Tell him exactly what you said, that you’re starting to feel a little replaced and you’d like his, whole hearted, attention. You said you were willing to lay with him many times a day, why not offer to fulfil a fantasy he has? The po.rn probably fulfils some sort of fantasy he has that he feels ha can’t share with you. Discuss what he wants, likes, and his reasons for watching so much lately. Offer to try new things with him, dressing up or whatever.

Answer #2

You could offer to watch the videos with him… tell him it would really turn you on to see what he likes to watch. He would probably even like to see you get excited while watching. No need for it to be so private if you’re a couple.

Answer #3

The problem is is that I have. I know exactly what he wants . But the problem is is that he wants me doing all the work, all the time and I just am not into that. He won’t return the favor .

Answer #4

I find porn disgusting. But I suppose that might work in a different relationship

Answer #5

People are trying to help but you turn down there suggestions, there suggestions are the way to fix it so you need to make some sacrafices.

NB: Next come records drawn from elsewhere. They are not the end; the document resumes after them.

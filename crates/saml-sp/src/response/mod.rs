//! SAML Response validation.
//!
//! A Response passes through a fixed sequence of stages. The first failing
//! stage ends processing with its own error kind:
//!
//! 1. parse the document
//! 2. check the top-level `StatusCode`
//! 3. locate the single `saml:Assertion`
//! 4. canonicalize the assertion
//! 5. locate the signature (Response level first, then Assertion level)
//! 6. verify the signature against the trusted key
//! 7. extract and check `Conditions` (time window, then audience)
//! 8. extract the assertion fields and require `Issuer` and `NameID`
//!
//! The input is the Response XML text. Base64-decoding the POSTed
//! `SAMLResponse` form field is the caller's job.

mod conditions;
mod extract;

pub use conditions::validate_conditions;

use chrono::{DateTime, Duration, Utc};

use crate::error::{SamlError, SamlResult};
use crate::signature::{self, validate_signature};
use crate::types::{status_codes, Assertion, SAMLP_NS, SAML_NS};
use crate::xml::{Document, Element};

/// Validates IdP Responses against a trusted key and an expected audience.
///
/// Holds only immutable configuration, so one instance can serve
/// concurrent calls.
#[derive(Debug, Clone)]
pub struct ResponseValidator {
    public_key_pem: String,
    expected_audience: String,
    clock_skew: Duration,
}

impl ResponseValidator {
    /// Creates a validator.
    ///
    /// `public_key_pem` is the IdP's P-256 verification key as a
    /// SubjectPublicKeyInfo PEM; `expected_audience` is this SP's entity ID.
    pub fn new(public_key_pem: impl Into<String>, expected_audience: impl Into<String>) -> Self {
        Self {
            public_key_pem: public_key_pem.into(),
            expected_audience: expected_audience.into(),
            clock_skew: Duration::zero(),
        }
    }

    /// Allows `skew` of clock drift on both ends of the Conditions window.
    #[must_use]
    pub fn with_clock_skew(mut self, skew: Duration) -> Self {
        self.clock_skew = skew;
        self
    }

    /// Validates a Response at the current time.
    pub fn process_response(&self, xml: &str) -> SamlResult<Assertion> {
        self.process_response_at(xml, Utc::now())
    }

    /// Validates a Response as of `now`.
    pub fn process_response_at(&self, xml: &str, now: DateTime<Utc>) -> SamlResult<Assertion> {
        self.run(xml, now).map_err(|e| {
            tracing::warn!(kind = ?e.kind(), "SAML response rejected: {}", e);
            e
        })
    }

    fn run(&self, xml: &str, now: DateTime<Utc>) -> SamlResult<Assertion> {
        let doc = Document::parse(xml)?;
        let response = doc.root();

        check_status(response)?;

        let assertion = locate_assertion(response)?;

        let found = signature::find_signature(response, assertion);
        let payload = signature::signed_payload(assertion, found.map(|(_, element)| element))?;

        let (placement, signature_element) = found.ok_or_else(|| {
            SamlError::SignatureLocation("no Signature on the Response or the Assertion".to_string())
        })?;
        let signature_value = signature::signature_value(signature_element)?;
        tracing::debug!("Using {:?}-level signature", placement);

        if let Some(method) = signature::signature_method(signature_element) {
            if !signature::is_supported_signature_method(method) {
                tracing::warn!("Unsupported signature method: {}", method);
                return Err(SamlError::SignatureVerification);
            }
        }
        if !validate_signature(&payload, &signature_value, &self.public_key_pem) {
            return Err(SamlError::SignatureVerification);
        }

        let conditions = conditions::extract_conditions(assertion)?;
        if !conditions::is_within_validity(&conditions, now, self.clock_skew) {
            return Err(SamlError::ConditionsInvalid(format!(
                "now {} is outside [{}, {})",
                now.to_rfc3339(),
                conditions.not_before.to_rfc3339(),
                conditions.not_on_or_after.to_rfc3339()
            )));
        }
        if !conditions.allows_audience(&self.expected_audience) {
            return Err(SamlError::AudienceMismatch {
                expected: self.expected_audience.clone(),
            });
        }

        let assertion = extract::extract_assertion(assertion, conditions)?;
        tracing::debug!("Accepted assertion {} from {}", assertion.id, assertion.issuer);
        Ok(assertion)
    }
}

/// Validates a Response in one call at the current time.
pub fn process_response(xml: &str, public_key_pem: &str, expected_audience: &str) -> SamlResult<Assertion> {
    ResponseValidator::new(public_key_pem, expected_audience).process_response(xml)
}

/// Rejects a Response whose top-level status is present and not Success.
fn check_status(response: &Element) -> SamlResult<()> {
    let Some(status_code) = response.descendant(&[(SAMLP_NS, "Status"), (SAMLP_NS, "StatusCode")]) else {
        return Ok(());
    };
    let value = status_code.attribute("Value").unwrap_or_default();
    if value == status_codes::SUCCESS {
        return Ok(());
    }

    let detail = status_code
        .child(SAMLP_NS, "StatusCode")
        .and_then(|nested| nested.attribute("Value"))
        .map_or_else(|| value.to_string(), |nested| format!("{value} ({nested})"));
    Err(SamlError::StatusNotSuccess(detail))
}

fn locate_assertion(response: &Element) -> SamlResult<&Element> {
    if !response.is(SAMLP_NS, "Response") {
        return Err(SamlError::MissingAssertion(format!(
            "root element is {{{}}}{}, not samlp:Response",
            response.namespace().unwrap_or_default(),
            response.local_name()
        )));
    }

    let mut assertions = response.children_named(SAML_NS, "Assertion");
    match (assertions.next(), assertions.next()) {
        (Some(assertion), None) => Ok(assertion),
        (Some(_), Some(_)) => Err(SamlError::MissingAssertion(
            "more than one Assertion in Response".to_string(),
        )),
        (None, _) if response.child(SAML_NS, "EncryptedAssertion").is_some() => Err(
            SamlError::MissingAssertion("encrypted assertions are not supported".to_string()),
        ),
        (None, _) => Err(SamlError::MissingAssertion("no Assertion element".to_string())),
    }
}
//! XML Signature validation.
//!
//! Verification is a pure function of the signed bytes, the signature, and
//! the trusted key. Any malformed input counts as a failed verification.

use p256::ecdsa::signature::Verifier;
use p256::ecdsa::{Signature, VerifyingKey};
use p256::pkcs8::DecodePublicKey;

/// Verifies an ECDSA P-256 / SHA-256 signature over `signed_bytes`.
///
/// `signature` is accepted DER-encoded or as the fixed 64-byte `r || s`
/// form used by XML-DSig. `public_key_pem` is a SubjectPublicKeyInfo PEM.
#[must_use]
pub fn validate_signature(signed_bytes: &[u8], signature: &[u8], public_key_pem: &str) -> bool {
    let key = match VerifyingKey::from_public_key_pem(public_key_pem) {
        Ok(key) => key,
        Err(e) => {
            tracing::debug!("Failed to parse verification key: {}", e);
            return false;
        }
    };

    let Some(signature) = decode_signature(signature) else {
        tracing::debug!("Malformed ECDSA signature ({} bytes)", signature.len());
        return false;
    };

    key.verify(signed_bytes, &signature).is_ok()
}

fn decode_signature(bytes: &[u8]) -> Option<Signature> {
    Signature::from_der(bytes)
        .or_else(|_| Signature::from_slice(bytes))
        .ok()
}
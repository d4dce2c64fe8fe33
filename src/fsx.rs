//! Platform shims for the pieces of a filesystem entry the container keeps.
//!
//! On Unix the record mode is `st_mode`, record paths are the raw bytes of
//! the `OsStr`, and permissions are restored with `chmod`.  Elsewhere the
//! mode is synthesised from the entry type and read-only flag, paths go
//! through UTF-8 with `/` separators, and only the read-only bit is
//! restored.

use std::borrow::Cow;
use std::fs::{self, Metadata};
use std::io;
use std::path::{Path, PathBuf};

#[cfg(unix)]
pub fn mode_of(meta: &Metadata) -> u32 {
    use std::os::unix::fs::MetadataExt;
    meta.mode()
}

#[cfg(not(unix))]
pub fn mode_of(meta: &Metadata) -> u32 {
    let perm = if meta.permissions().readonly() { 0o444 } else { 0o644 };
    if meta.is_dir() {
        0o040000 | perm | 0o111
    } else {
        0o100000 | perm
    }
}

/// Apply the permission bits (`0o7777`) of a record mode to `path`.
#[cfg(unix)]
pub fn set_permissions(path: &Path, mode: u32) -> io::Result<()> {
    use std::os::unix::fs::PermissionsExt;
    fs::set_permissions(path, fs::Permissions::from_mode(mode & 0o7777))
}

#[cfg(not(unix))]
pub fn set_permissions(path: &Path, mode: u32) -> io::Result<()> {
    let mut perms = fs::metadata(path)?.permissions();
    perms.set_readonly(mode & 0o222 == 0);
    fs::set_permissions(path, perms)
}

#[cfg(unix)]
pub fn path_to_bytes(path: &Path) -> Cow<'_, [u8]> {
    use std::os::unix::ffi::OsStrExt;
    Cow::Borrowed(path.as_os_str().as_bytes())
}

#[cfg(not(unix))]
pub fn path_to_bytes(path: &Path) -> Cow<'_, [u8]> {
    Cow::Owned(path.to_string_lossy().replace('\\', "/").into_bytes())
}

#[cfg(unix)]
pub fn bytes_to_path(bytes: &[u8]) -> PathBuf {
    use std::ffi::OsStr;
    use std::os::unix::ffi::OsStrExt;
    PathBuf::from(OsStr::from_bytes(bytes))
}

#[cfg(not(unix))]
pub fn bytes_to_path(bytes: &[u8]) -> PathBuf {
    PathBuf::from(String::from_utf8_lossy(bytes).into_owned())
}

/// `(device, inode)` of an entry, where the platform has one.
#[cfg(unix)]
pub fn identity(meta: &Metadata) -> Option<(u64, u64)> {
    use std::os::unix::fs::MetadataExt;
    Some((meta.dev(), meta.ino()))
}

#[cfg(not(unix))]
pub fn identity(_meta: &Metadata) -> Option<(u64, u64)> {
    None
}
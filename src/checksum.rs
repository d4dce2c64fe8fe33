//! One-byte rolling checksum (Pearson hash) used as every blobette's trailer.
//!
//! `new_state = PEARSON_TABLE[state ^ byte]`, folded left to right from `0`.
//! The table is frozen: changing a single entry breaks every existing
//! container file.

/// Canonical 256-entry permutation of `0..=255`.
#[rustfmt::skip]
pub const PEARSON_TABLE: [u8; 256] = [
    241,  18, 181, 164,  92, 237, 100, 216, 183, 107,   2,  12,  43, 246,  90, 143,
    251,  49, 228, 134, 215,  20, 193, 172, 140, 227, 148, 118,  57,  72, 119, 174,
     78,  14,  97,   3, 208, 252,  11, 195,  31,  28, 121, 206, 149,  23,  83, 154,
    223, 109,  89,  10, 178, 243,  42, 194, 221, 131, 212,  94, 205, 240, 161,   7,
     62, 214, 222, 219,   1,  84,  95,  58, 103,  60,  33, 111, 188, 218, 186, 166,
    146, 189, 201, 155,  68, 145,  44, 163,  69, 196, 115, 231,  61, 157, 165, 213,
    139, 112, 173, 191, 142,  88, 106, 250,   8, 127,  26, 126,   0,  96,  52, 182,
    113,  38, 242,  48, 204, 160,  15,  54, 158, 192,  81, 125, 245, 239, 101,  17,
    136, 110,  24,  53, 132, 117, 102, 153, 226,   4, 203, 199,  16, 249, 211, 167,
     55, 255, 254, 116, 122,  13, 236,  93, 144,  86,  59,  76, 150, 162, 207,  77,
    176,  32, 124, 171,  29,  45,  30,  67, 184,  51,  22, 105, 170, 253, 180, 187,
    130, 156,  98, 159, 220,  40, 133, 135, 114, 147,  75,  73, 210,  21, 129,  39,
    138,  91,  41, 235,  47, 185,   9,  82,  64,  87, 244,  50,  74, 233, 175, 247,
    120,   6, 169,  85,  66, 104,  80,  71, 230, 152, 225,  34, 248, 198,  63, 168,
    179, 141, 137,   5,  19,  79, 232, 128, 202,  46,  70,  37, 209, 217, 123,  27,
    177,  25,  56,  65, 229,  36, 197, 234, 108,  35, 151, 238, 200, 224,  99, 190,
];

/// Advance the hash state by one byte.
#[inline]
pub fn hash_byte(state: u8, byte: u8) -> u8 {
    PEARSON_TABLE[(state ^ byte) as usize]
}

/// Fold `bytes` into `state`.
#[inline]
pub fn hash_bytes(state: u8, bytes: &[u8]) -> u8 {
    bytes.iter().fold(state, |s, &b| hash_byte(s, b))
}

/// Accumulated checksum of a record in progress.
///
/// A plain value: every byte-consuming step takes the current `Checksum`
/// and hands back the next one, so there is never any shared hash state.
#[derive(Debug, Clone, Copy, PartialEq, Eq, Default)]
pub struct Checksum(u8);

impl Checksum {
    pub const fn new() -> Self {
        Checksum(0)
    }

    #[must_use]
    pub fn update(self, bytes: &[u8]) -> Self {
        Checksum(hash_bytes(self.0, bytes))
    }

    pub fn value(self) -> u8 {
        self.0
    }
}
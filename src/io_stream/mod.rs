//! Streaming container engine: writer and reader.
//!
//! # Writer
//! [`BlobWriter`] turns filesystem paths into blobettes appended to any
//! `Write`.  Each path is decomposed into its ancestor chain and every link
//! of the chain that has not yet been written is emitted, outermost first,
//! so extraction always meets a directory before anything inside it.
//! Directories are expanded depth-first with `walkdir`; the set
//! of emitted paths lives on the writer and spans every `add_path` call.
//!
//! # Reader
//! [`BlobReader`] decodes records one at a time from any `Read`.  It can be
//! driven record by record ([`BlobReader::next_header`] +
//! [`BlobReader::finish`]) when the caller wants the content, or used as an
//! iterator of [`ListEntry`] values when only metadata is needed.  The
//! iterator stops for good after the first unrecoverable error; checksum
//! mismatches are carried on the entry instead.

use std::collections::HashSet;
use std::fmt;
use std::fs::{self, File, Metadata};
use std::io::{self, BufReader, Read, Write};
use std::path::{Path, PathBuf};

use tracing::{debug, info};
use walkdir::WalkDir;

use crate::archive::ArchiveError;
use crate::blobette::{
    decode_header, encode_into, BlobetteError, DecodedBlobette, EntryKind, PendingBlobette,
    MAX_MODE,
};
use crate::decompose::{self, prefixes};
use crate::fsx;

// ── Writer ───────────────────────────────────────────────────────────────────

pub struct BlobWriter<W: Write> {
    writer:        W,
    base_dir:      PathBuf,
    container:     PathBuf,
    skip_identity: Option<(u64, u64)>,
    /// Every record path emitted so far.
    written:       HashSet<Vec<u8>>,
    records:       u64,
    content_bytes: u64,
}

impl<W: Write> BlobWriter<W> {
    pub fn new(writer: W) -> Self {
        Self {
            writer,
            base_dir:      PathBuf::from("."),
            container:     PathBuf::from("<stream>"),
            skip_identity: None,
            written:       HashSet::new(),
            records:       0,
            content_bytes: 0,
        }
    }

    /// Directory that input paths are resolved against.  Record paths stay
    /// exactly as given to [`add_path`](Self::add_path).
    pub fn base_dir(mut self, dir: impl Into<PathBuf>) -> Self {
        self.base_dir = dir.into();
        self
    }

    /// Name used for the output in error messages.
    pub fn container_path(mut self, path: impl Into<PathBuf>) -> Self {
        self.container = path.into();
        self
    }

    /// Never archive the entry with this `(device, inode)`; used to keep a
    /// container out of itself.
    pub fn skip_identity(mut self, id: (u64, u64)) -> Self {
        self.skip_identity = Some(id);
        self
    }

    pub fn records(&self) -> u64 {
        self.records
    }

    pub fn content_bytes(&self) -> u64 {
        self.content_bytes
    }

    /// Archive `input` (a file or a whole directory tree) with any missing
    /// ancestors.
    ///
    /// The tree is walked depth-first in enumeration order.  Symlinks are
    /// followed for metadata, but a symlinked directory below `input` is
    /// recorded without being descended.
    pub fn add_path(&mut self, input: &Path) -> Result<(), ArchiveError> {
        let root = decompose::trim_trailing_separators(&fsx::path_to_bytes(input)).to_vec();
        let walk_root = self.source_path(&root);

        for entry in WalkDir::new(&walk_root).follow_links(false) {
            let entry = entry.map_err(|e| ArchiveError::SourceUnreadable {
                path:   e.path().unwrap_or(&walk_root).to_path_buf(),
                source: e.into(),
            })?;
            let source = entry.path();
            let meta = fs::metadata(source).map_err(|e| ArchiveError::SourceUnreadable {
                path:   source.to_path_buf(),
                source: e,
            })?;

            if self.is_container(&meta) {
                debug!(path = %source.display(), "skipping the container itself");
                continue;
            }

            let path = match source.strip_prefix(&walk_root) {
                Ok(rel) if entry.depth() > 0 => decompose::join(&root, &fsx::path_to_bytes(rel)),
                _ => root.clone(),
            };
            self.emit_chain(&path, source, &meta)?;

            if meta.is_dir() {
                if entry.depth() > 0 && entry.path_is_symlink() {
                    debug!(path = %source.display(), "not descending into symlinked directory");
                } else {
                    debug!(path = %source.display(), depth = entry.depth(), "walking");
                }
            }
        }
        Ok(())
    }

    /// Flush and hand back the underlying writer.
    pub fn finish(mut self) -> Result<W, ArchiveError> {
        self.writer.flush().map_err(|e| ArchiveError::DestinationUnwritable {
            path:   self.container.clone(),
            source: e,
        })?;
        Ok(self.writer)
    }

    /// Emit every not-yet-written link of `path`'s ancestor chain, ending
    /// with `path` itself.
    fn emit_chain(&mut self, path: &[u8], source: &Path, meta: &Metadata) -> Result<(), ArchiveError> {
        for prefix in prefixes(path) {
            if self.written.contains(prefix) {
                debug!(path = %String::from_utf8_lossy(prefix), "already written");
                continue;
            }
            if prefix.len() == path.len() {
                self.write_entry(prefix, source, meta)?;
            } else {
                let ancestor = self.source_path(prefix);
                let ancestor_meta = fs::metadata(&ancestor).map_err(|e| {
                    ArchiveError::SourceUnreadable { path: ancestor.clone(), source: e }
                })?;
                self.write_entry(prefix, &ancestor, &ancestor_meta)?;
            }
            self.written.insert(prefix.to_vec());
        }
        Ok(())
    }

    fn write_entry(&mut self, path: &[u8], source: &Path, meta: &Metadata) -> Result<(), ArchiveError> {
        let mode = fsx::mode_of(meta) & MAX_MODE;
        info!(path = %String::from_utf8_lossy(path), "adding");

        let len = if meta.is_file() { meta.len() } else { 0 };
        let result = if meta.is_file() {
            let file = File::open(source).map_err(|e| ArchiveError::SourceUnreadable {
                path:   source.to_path_buf(),
                source: e,
            })?;
            encode_into(&mut self.writer, mode, path, len, file)
        } else {
            // Directories, and special files whose content is not archived.
            encode_into(&mut self.writer, mode, path, 0, io::empty())
        };

        result.map_err(|e| self.encode_error(source, e))?;
        self.records += 1;
        self.content_bytes += len;
        Ok(())
    }

    fn encode_error(&self, source: &Path, err: BlobetteError) -> ArchiveError {
        match err {
            BlobetteError::Source(e) => ArchiveError::SourceUnreadable {
                path:   source.to_path_buf(),
                source: e,
            },
            BlobetteError::ShortContent { .. } => ArchiveError::SourceUnreadable {
                path:   source.to_path_buf(),
                source: io::Error::new(io::ErrorKind::UnexpectedEof, err.to_string()),
            },
            BlobetteError::Io(e) => ArchiveError::DestinationUnwritable {
                path:   self.container.clone(),
                source: e,
            },
            other => ArchiveError::Unencodable { path: source.to_path_buf(), source: other },
        }
    }

    fn source_path(&self, record_path: &[u8]) -> PathBuf {
        self.base_dir.join(fsx::bytes_to_path(record_path))
    }

    fn is_container(&self, meta: &Metadata) -> bool {
        match (self.skip_identity, fsx::identity(meta)) {
            (Some(skip), Some(id)) => skip == id,
            _ => false,
        }
    }
}

// ── Reader ───────────────────────────────────────────────────────────────────

/// Metadata of one decoded record.
#[derive(Debug, Clone, PartialEq, Eq)]
pub struct ListEntry {
    /// Zero-based position of the record in the container.
    pub index:             u64,
    pub mode:              u32,
    pub size:              u64,
    pub path:              Vec<u8>,
    pub stored_checksum:   u8,
    pub computed_checksum: u8,
}

impl ListEntry {
    fn new(index: u64, record: DecodedBlobette) -> Self {
        Self {
            index,
            mode:              record.header.mode,
            size:              record.header.content_len,
            path:              record.path,
            stored_checksum:   record.stored_checksum,
            computed_checksum: record.computed_checksum,
        }
    }

    pub fn checksum_ok(&self) -> bool {
        self.stored_checksum == self.computed_checksum
    }

    pub fn kind(&self) -> EntryKind {
        EntryKind::of(self.mode, self.size)
    }

    pub fn path_lossy(&self) -> std::borrow::Cow<'_, str> {
        String::from_utf8_lossy(&self.path)
    }
}

/// `mode size path`, as printed by `blobby list`.
impl fmt::Display for ListEntry {
    fn fmt(&self, f: &mut fmt::Formatter<'_>) -> fmt::Result {
        write!(f, "{:06o} {:5} {}", self.mode, self.size, self.path_lossy())
    }
}

pub struct BlobReader<R: Read> {
    rdr:        BufReader<R>,
    next_index: u64,
    fused:      bool,
}

impl BlobReader<File> {
    pub fn open<P: AsRef<Path>>(path: P) -> Result<Self, ArchiveError> {
        let path = path.as_ref();
        let f = File::open(path).map_err(|e| ArchiveError::ContainerUnreadable {
            path:   path.to_path_buf(),
            source: e,
        })?;
        Ok(Self::from_reader(f))
    }
}

impl<R: Read> BlobReader<R> {
    pub fn from_reader(reader: R) -> Self {
        Self { rdr: BufReader::new(reader), next_index: 0, fused: false }
    }

    /// Index the next record will get; after an error, the index of the
    /// record that failed.
    pub fn next_index(&self) -> u64 {
        self.next_index
    }

    /// Start the next record.  `Ok(None)` at a clean end of stream.
    pub fn next_header(&mut self) -> Result<Option<PendingBlobette>, BlobetteError> {
        decode_header(&mut self.rdr)
    }

    /// Stream `pending`'s content into `sink` and read its trailer.
    pub fn finish<W: Write>(
        &mut self,
        pending: PendingBlobette,
        sink:    &mut W,
    ) -> Result<DecodedBlobette, BlobetteError> {
        let record = pending.read_content(&mut self.rdr, sink)?;
        self.next_index += 1;
        Ok(record)
    }
}

impl<R: Read> Iterator for BlobReader<R> {
    type Item = Result<ListEntry, BlobetteError>;

    fn next(&mut self) -> Option<Self::Item> {
        if self.fused {
            return None;
        }
        let index = self.next_index;
        let result = match self.next_header() {
            Ok(None) => {
                self.fused = true;
                return None;
            }
            Ok(Some(pending)) => self.finish(pending, &mut io::sink()),
            Err(e) => Err(e),
        };
        match result {
            Ok(record) => Some(Ok(ListEntry::new(index, record))),
            Err(e) => {
                self.fused = true;
                Some(Err(e))
            }
        }
    }
}

#[cfg(test)]
mod tests {
    use super::*;
    use crate::blobette::encode;
    use std::io::Cursor;

    fn container(records: &[(u32, &str, &[u8])]) -> Vec<u8> {
        let mut out = Vec::new();
        for (mode, path, content) in records {
            out.extend(encode(*mode, path.as_bytes(), content).unwrap());
        }
        out
    }

    #[test]
    fn iterates_all_records() {
        let bytes = container(&[
            (0o040755, "a", b""),
            (0o100644, "a/x.txt", b"xx"),
            (0o100600, "a/y.txt", b"yyyy"),
        ]);
        let entries: Vec<ListEntry> =
            BlobReader::from_reader(Cursor::new(bytes)).collect::<Result<_, _>>().unwrap();
        let paths: Vec<_> = entries.iter().map(|e| e.path_lossy().into_owned()).collect();
        assert_eq!(paths, ["a", "a/x.txt", "a/y.txt"]);
        assert_eq!(entries[2].index, 2);
        assert_eq!(entries[2].size, 4);
        assert_eq!(entries[0].kind(), EntryKind::Directory);
        assert!(entries.iter().all(ListEntry::checksum_ok));
    }

    #[test]
    fn empty_container_yields_nothing() {
        let mut r = BlobReader::from_reader(Cursor::new(Vec::new()));
        assert!(r.next().is_none());
        assert!(r.next().is_none());
    }

    #[test]
    fn checksum_mismatch_is_carried_and_iteration_continues() {
        let mut bytes = container(&[(0o100644, "f", b"abc"), (0o100644, "g", b"def")]);
        // first content byte of the first record
        bytes[crate::blobette::HEADER_SIZE + 1] ^= 0xFF;
        let entries: Vec<_> = BlobReader::from_reader(Cursor::new(bytes)).collect();
        assert_eq!(entries.len(), 2);
        assert!(!entries[0].as_ref().unwrap().checksum_ok());
        assert!(entries[1].as_ref().unwrap().checksum_ok());
    }

    #[test]
    fn bad_magic_fuses_the_iterator() {
        let first = container(&[(0o100644, "f", b"abc")]);
        let mut bytes = first.clone();
        bytes.extend(container(&[(0o100644, "g", b"def"), (0o100644, "h", b"ghi")]));
        bytes[first.len()] = 0x00;

        let mut r = BlobReader::from_reader(Cursor::new(bytes));
        assert!(r.next().unwrap().is_ok());
        let err = r.next().unwrap().unwrap_err();
        assert!(matches!(err, BlobetteError::BadMagic { found: 0 }));
        assert_eq!(r.next_index(), 1);
        assert!(r.next().is_none());
    }

    #[test]
    fn display_matches_listing_format() {
        let entry = ListEntry {
            index:             0,
            mode:              0o100644,
            size:              42,
            path:              b"dir/file".to_vec(),
            stored_checksum:   7,
            computed_checksum: 7,
        };
        assert_eq!(entry.to_string(), "100644    42 dir/file");
    }

    #[test]
    fn writer_dedups_across_calls() {
        let dir = tempfile::tempdir().unwrap();
        fs::create_dir_all(dir.path().join("a/b")).unwrap();
        fs::write(dir.path().join("a/b/x.txt"), b"x").unwrap();
        fs::write(dir.path().join("a/b/y.txt"), b"y").unwrap();

        let mut w = BlobWriter::new(Vec::new()).base_dir(dir.path());
        w.add_path(Path::new("a/b/x.txt")).unwrap();
        w.add_path(Path::new("a/b/y.txt")).unwrap();
        assert_eq!(w.records(), 4);
        assert_eq!(w.content_bytes(), 2);
        let bytes = w.finish().unwrap();

        let paths: Vec<String> = BlobReader::from_reader(Cursor::new(bytes))
            .map(|e| e.unwrap().path_lossy().into_owned())
            .collect();
        assert_eq!(paths, ["a", "a/b", "a/b/x.txt", "a/b/y.txt"]);
    }

    #[test]
    fn missing_source_is_unreadable() {
        let dir = tempfile::tempdir().unwrap();
        let mut w = BlobWriter::new(Vec::new()).base_dir(dir.path());
        let err = w.add_path(Path::new("nope")).unwrap_err();
        assert!(matches!(err, ArchiveError::SourceUnreadable { .. }));
    }
}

Try sitting down with him and just talk about it and ask why he’s doing it so you can fix the problem, communication is key

Answer #6

I wonder if he thinks you’re too conservative? Or too inhibited for his tastes somehow? He’s using the porn for two reasons - variety and quantity. Btw based on all your other posts about him, it sounds like you’re generally fed up with his ways.

Answer #7

You are justifiably unhappy. It sounds like you have made a very good effort and have done all of the things that a woman can do in your situation. You should see a couples therapist. I think that’s your best bet for fixing things.